In a precedential ruling on Friday, February 1, the US Court of Appeals for the Federal Circuit affirmed a decision by the US Patent Trial and Appeal Board which upheld Research Corp’s patent.
The patent (US number 38,551) is for the anti-epileptic drug Vimpat (lacosamide), which Research Corp licenses to biopharmaceutical company UCB.
Mylan and the generic-drug makers had argued that the invention in the patent was an obvious modification of an existing compound.
In its ruling, the Federal Circuit court agreed with the PTAB’s determination that the group had failed to establish that a person of ordinary skill in the art would have been motivated to modify the compound.
“We agree with the Board that appellants failed to meet their burden to establish a motivation,” the court said.

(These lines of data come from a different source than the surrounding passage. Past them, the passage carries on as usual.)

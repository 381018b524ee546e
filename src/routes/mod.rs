//! Routes Module
//!
//! HTTP route configuration and router assembly.

pub mod api_routes;
pub mod router;
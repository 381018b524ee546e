/**
 * Authentication Extractor
 *
 * Extracts and verifies the bearer token from the Authorization
 * header, yielding the caller's identity to handlers. Mandatory on
 * every mutating or listing endpoint; health, existence lookup, and
 * customization reads stay public.
 */

use axum::extract::FromRequestParts;
use axum::http::header::AUTHORIZATION;
use axum::http::request::Parts;

use crate::auth::tokens::CallerIdentity;
use crate::error::ApiError;
use crate::server::state::AppState;

/// Axum extractor for the authenticated caller.
///
/// Handlers that take `AuthUser` as a parameter reject unauthenticated
/// requests with 401 before any of their own logic runs.
#[derive(Clone, Debug)]
pub struct AuthUser(pub CallerIdentity);

impl FromRequestParts<AppState> for AuthUser {
    type Rejection = ApiError;

    async fn from_request_parts(
        parts: &mut Parts,
        state: &AppState,
    ) -> Result<Self, Self::Rejection> {
        let auth_header = parts
            .headers
            .get(AUTHORIZATION)
            .and_then(|h| h.to_str().ok())
            .ok_or_else(|| {
                tracing::warn!("missing Authorization header");
                ApiError::unauthenticated("Missing bearer token")
            })?;

        let token = auth_header.strip_prefix("Bearer ").ok_or_else(|| {
            tracing::warn!("invalid Authorization header format");
            ApiError::unauthenticated("Missing bearer token")
        })?;

        let claims = state.tokens.verify_token(token).map_err(|e| {
            tracing::warn!("token verification failed: {e}");
            ApiError::unauthenticated("Invalid token")
        })?;

        Ok(AuthUser(CallerIdentity::from(claims)))
    }
}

The ruling is the latest decision in an on-going dispute since 2013, when Mylan, Breckenridge, Alembin and another company, Argentum Pharmaceuticals, were accused of infringing the 551 patent.
The companies denied infringement, and in 2015, Argentum sought inter partes review—a review of the patentability of one or more claims in a patent—of 13 claims of the patent.
After the PTAB agreed to review the patent, Mylan, Breckenridge and Alembic joined the proceedings.
In a decision in March 2017, the PTAB upheld the patent and said Argentum had not given sufficient evidence that the claims of the patent-in-suit were unpatentable for obviousness.
Following the decision, Mylan, Breckenridge and Alembic appealed. Argentum is not named in the latest appeal to the Federal Circuit.
Mylan, Breckenridge and Alembic also challenged aspects of the PTAB’s legal analysis.
The companies argued that the PTAB “improperly” negated their proposed motivation argument “without finding that the prior art taught away” from their proposed modification.
However, the Federal Circuit said that this argument had no merit, concluding that it was “merely an attack on factual findings under the guise of a challenge to [the] PTAB’s legal analysis”.